I have a query that runs against a pretty large table, I need to do a count on it.
If I use a literal the query runs in a few seconds but when I put the values in as variables (which I need to do) the query takes forever and presumably does a full table scan.
I've done quite a lot of reading about this and I understand it most likely to do with parameter sniffing, which I can't pretend that I understand it, I just want to know how I can fix it, otherwise, I'm going to have to fall back on calling it in c# with generated query strings.
This query runs in a few seconds..
SELECT Count(Id) FROM dbo.BeaconScan WHERE State = 'Archived' AND LastSeen < '29 February 2020';
This one takes forever
DECLARE #Date DATE = '31 March 2020'
DECLARE #Status NVARCHAR(256) = 'Archived'
SELECT Count(Id) FROM dbo.BeaconScan WHERE State = #Status AND LastSeen < #Date;
If you are using the stored procedure, to eliminate parameter sniffing, do this:
DECLARE #DateLocal DATE = #Date
DECLARE #StatusLocal NVARCHAR(256) = #Status
SELECT Count(Id) FROM dbo.BeaconScan WHERE State = #StatusLocal AND LastSeen < #DateLocal
You should examine your actual plans to be sure that the problem is in the parameter sniffing. Only actual plan shows you actual number of rows vs expected + the parameter for which the plan was built.
If you want your query to use your actual parameter every time, you can add recompile option at query level:
SELECT Count(Id) FROM dbo.BeaconScan WHERE State = #Status AND LastSeen < #Date
option(recompile);
SQL Server optimizes queries based on rowcount estimates and heuristics. These estimates can differ with with literals, local variables, or parameters.
With a literal or parameter (parameter declared in the app code and passed with the command), SQL Server estimates counts based on the actual value provided and the statistics histogram (if an index or statistics exist on the column).

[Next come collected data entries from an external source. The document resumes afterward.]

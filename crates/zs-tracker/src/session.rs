//! Condition tracking session management.
//!
//! `TrackerSession` owns a rule catalog and one entity's condition state and
//! turns lines of input into engine and resolver calls.

use rand::SeedableRng;
use rand::rngs::StdRng;
use tracing::debug;

use zs_core::{ConditionDefinition, ConditionState, RuleCatalog};
use zs_mechanics::{ConditionEngine, LevelPrompt, MechError, OutcomeResolver};

use crate::config::TrackerConfig;
use crate::error::{TrackerError, TrackerResult};

/// An interactive condition tracking session for a single entity.
pub struct TrackerSession {
    catalog: RuleCatalog,
    state: ConditionState,
    config: TrackerConfig,
    resolver: OutcomeResolver,
    rng: StdRng,
    finished: bool,
}

impl TrackerSession {
    /// Create a new session over a catalog.
    pub fn new(catalog: RuleCatalog, config: TrackerConfig) -> Self {
        let rng = match config.seed {
            Some(seed) => StdRng::seed_from_u64(seed),
            None => StdRng::from_os_rng(),
        };
        Self {
            catalog,
            state: ConditionState::new(),
            config,
            resolver: OutcomeResolver::default(),
            rng,
            finished: false,
        }
    }

    /// Get the rule catalog.
    pub fn catalog(&self) -> &RuleCatalog {
        &self.catalog
    }

    /// Get the active conditions.
    pub fn state(&self) -> &ConditionState {
        &self.state
    }

    /// Get the session configuration.
    pub fn config(&self) -> &TrackerConfig {
        &self.config
    }

    /// Whether a `quit` command has ended the session.
    pub fn is_finished(&self) -> bool {
        self.finished
    }

    fn definition(&self, reference_id: &str) -> TrackerResult<&ConditionDefinition> {
        self.catalog
            .get(reference_id)
            .ok_or_else(|| MechError::UnknownReference(reference_id.to_string()).into())
    }

    /// Process a line of user input and return a response.
    ///
    /// `prompt` supplies levels for incremental conditions applied without one.
    pub fn process(&mut self, input: &str, prompt: &mut dyn LevelPrompt) -> TrackerResult<String> {
        let trimmed = input.trim();
        if trimmed.is_empty() {
            return Ok(String::new());
        }

        let parts: Vec<&str> = trimmed.splitn(2, ' ').collect();
        let cmd = parts[0].to_lowercase();
        let rest = parts.get(1).map(|s| s.trim()).unwrap_or("");
        debug!(command = %cmd, args = rest, "tracker command");

        match cmd.as_str() {
            "apply" | "add" => self.do_apply(rest, prompt),
            "remove" | "rm" => self.do_remove(rest),
            "conditions" | "status" => self.do_conditions(),
            "catalog" => self.do_catalog(rest),
            "show" => self.do_show(rest),
            "roll" => self.do_roll(rest),
            "export" => self.do_export(),
            "clear" => self.do_clear(),
            "help" => self.do_help(),
            "quit" | "q" => {
                self.finished = true;
                Ok("Goodbye!".to_string())
            }
            _ => Err(TrackerError::UnknownCommand(cmd)),
        }
    }

    fn do_apply(&mut self, rest: &str, prompt: &mut dyn LevelPrompt) -> TrackerResult<String> {
        let mut args = rest.split_whitespace();
        let Some(reference_id) = args.next().map(str::to_lowercase) else {
            return Err(TrackerError::InvalidChoice(
                "usage: apply <condition> [level]".to_string(),
            ));
        };
        let raw = args
            .next()
            .map(|token| {
                token.parse::<f64>().map_err(|_| {
                    TrackerError::InvalidChoice(format!("level must be a number, got '{token}'"))
                })
            })
            .transpose()?;
        if args.next().is_some() {
            return Err(TrackerError::InvalidChoice(
                "usage: apply <condition> [level]".to_string(),
            ));
        }

        let engine = ConditionEngine::with_config(&self.catalog, self.config.engine);
        let definition = self
            .catalog
            .get(&reference_id)
            .ok_or_else(|| MechError::UnknownReference(reference_id.clone()))?;
        let outcome = engine.apply_raw(&mut self.state, definition, raw, prompt)?;
        Ok(format!("{}: {outcome}", definition.label()))
    }

    fn do_remove(&mut self, rest: &str) -> TrackerResult<String> {
        if rest.is_empty() {
            return Err(TrackerError::InvalidChoice(
                "usage: remove <condition>".to_string(),
            ));
        }
        let reference_id = rest.to_lowercase();
        let engine = ConditionEngine::with_config(&self.catalog, self.config.engine);
        if engine.remove(&mut self.state, &reference_id) {
            Ok(format!("Removed: {reference_id}"))
        } else {
            Ok(format!("Not active: {reference_id}"))
        }
    }

    fn do_conditions(&self) -> TrackerResult<String> {
        if self.state.is_empty() {
            return Ok("No active conditions.".to_string());
        }
        let mut out = format!("Active conditions ({}):\n", self.state.len());
        for (i, applied) in self.state.iter().enumerate() {
            let name = self
                .catalog
                .get(&applied.reference_id)
                .map(|def| def.label())
                .unwrap_or(applied.reference_id.as_str());
            out.push_str(&format!("  {}. {name}", i + 1));
            if applied.level > 0 {
                out.push_str(&format!(" {}", applied.level));
            }
            out.push('\n');
        }
        Ok(out.trim_end().to_string())
    }

    fn do_catalog(&self, filter: &str) -> TrackerResult<String> {
        let matches = self.catalog.search(filter);
        if matches.is_empty() {
            return Ok(format!("No conditions match '{filter}'."));
        }
        let mut out = format!("Conditions ({}):\n", matches.len());
        for def in matches {
            out.push_str(&format!("  {:<20} {}", def.reference_id, def.label()));
            if def.incremental {
                out.push_str(" [incremental]");
            }
            out.push('\n');
        }
        Ok(out.trim_end().to_string())
    }

    fn do_show(&self, rest: &str) -> TrackerResult<String> {
        if rest.is_empty() {
            return Err(TrackerError::InvalidChoice(
                "usage: show <condition>".to_string(),
            ));
        }
        let def = self.definition(&rest.to_lowercase())?;
        let mut out = format!("{def}\n");
        if def.incremental {
            out.push_str("Incremental: carries a level\n");
        }
        if def.object_only {
            out.push_str("Applies to objects only\n");
        }
        if !def.cascades.is_empty() {
            let gains: Vec<String> = def
                .cascades
                .iter()
                .map(|grant| match grant.level {
                    Some(level) => format!("{} {level}", grant.reference_id),
                    None => grant.reference_id.clone(),
                })
                .collect();
            out.push_str(&format!("Gains: {}\n", gains.join(", ")));
        }
        if !def.overrides.is_empty() {
            let overrides: Vec<&str> = def.overrides.iter().map(String::as_str).collect();
            out.push_str(&format!("Overrides: {}\n", overrides.join(", ")));
        }
        if let Some(active) = self.state.get(&def.reference_id) {
            out.push_str(&format!("Active: {active}\n"));
        }
        for paragraph in &def.description {
            out.push('\n');
            out.push_str(paragraph);
            out.push('\n');
        }
        Ok(out.trim_end().to_string())
    }

    fn do_roll(&mut self, rest: &str) -> TrackerResult<String> {
        let args: Vec<&str> = rest.split_whitespace().collect();
        let [modifier, difficulty] = args.as_slice() else {
            return Err(TrackerError::InvalidChoice(
                "usage: roll <modifier> <difficulty>".to_string(),
            ));
        };
        let modifier = parse_int(modifier, "modifier")?;
        let difficulty = parse_int(difficulty, "difficulty")?;
        let outcome = self.resolver.roll(&mut self.rng, modifier, difficulty);
        Ok(format!("Roll {} vs {difficulty}: {outcome}", self.resolver.die))
    }

    fn do_export(&self) -> TrackerResult<String> {
        Ok(serde_json::to_string_pretty(&self.state)?)
    }

    fn do_clear(&mut self) -> TrackerResult<String> {
        let count = self.state.len();
        self.state.clear();
        Ok(format!("Cleared {count} condition(s)."))
    }

    fn do_help(&self) -> TrackerResult<String> {
        Ok("\
Condition Tracker Commands:
  apply <condition> [level]     Apply a condition (prompts for a level if needed)
  remove <condition>            Remove a condition (granted conditions stay)
  conditions                    List active conditions
  catalog [filter]              List known conditions
  show <condition>              Show a condition's rules
  roll <modifier> <difficulty>  Roll a d20 check and report the degree of success
  export                        Print the active conditions as JSON
  clear                         Remove every condition
  help                          Show this help
  quit                          Exit

Applying a condition at level 0 ends it."
            .to_string())
    }
}

fn parse_int(token: &str, what: &str) -> TrackerResult<i32> {
    token
        .parse()
        .map_err(|_| TrackerError::InvalidChoice(format!("{what} must be a whole number, got '{token}'")))
}
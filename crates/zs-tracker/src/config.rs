//! Configuration for a tracking session.

use zs_mechanics::{EngineConfig, LevelPolicy};

/// Configuration for a tracking session.
#[derive(Debug, Clone, Default)]
pub struct TrackerConfig {
    /// RNG seed for reproducible rolls. `None` seeds from the OS.
    pub seed: Option<u64>,
    /// Condition engine settings.
    pub engine: EngineConfig,
}

impl TrackerConfig {
    /// Set the RNG seed.
    pub fn with_seed(mut self, seed: u64) -> Self {
        self.seed = Some(seed);
        self
    }

    /// Reject negative or fractional levels instead of coercing them.
    pub fn with_strict_levels(mut self) -> Self {
        self.engine = self.engine.with_level_policy(LevelPolicy::Strict);
        self
    }

    /// Limit how often the level prompt is asked per condition.
    pub fn with_max_prompt_attempts(mut self, attempts: u32) -> Self {
        self.engine = self.engine.with_max_prompt_attempts(attempts);
        self
    }
}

This generally results in accurate estimates and an optimal plan when stats are up-to-date.
With a local variable (T-SQL DECLARE statement) or OPTIMIZE FOR UNKNOWN query hint, SQL Server estimates counts based on the overall average density of values and ignores the actual value and histogram. This generally results in a compromise plan that might be good enough overall but can be suboptimal for certain values. Adding an OPTION (RECOMPILE) query hint to a query with local variables will instead use the actual local variable values for optimization and yield the same plan as if literals were specified.
Note that parameterized query plans without the RECOMPILE hint are cached and reused. Current parameter values are ignored when the plan is reused so the reused query plan might be suboptimal for the current parameter values. This is another case where OPTION (RECOMPILE) might improve performance.
Use the OPTION (RECOMPILE) hint judiciously, considering query execution frequency. The compilation overhead can outweigh the runtime savings for queries that are executed frequently (e.g. many times per second).
With a literal date, the optimizer can determine if a SEEK will out perform a SCAN. If the table has many years of data, but the query only asks for data after 29 Feb 2020, the optimizer can determine that it needs a small data set and will SEEK. The query will run relatively quickly.
The optimizer views a variable date as unknown. Therefore, the optimizer must build a plan that accounts for dates like 1 Jan 2001 or 12 Dec 2012. Large datasets do better with SCAN (index scan or table scan). Given the unknown value, the optimizer will often select SCAN. The query will run much longer because it is reading every row and not using the indexes.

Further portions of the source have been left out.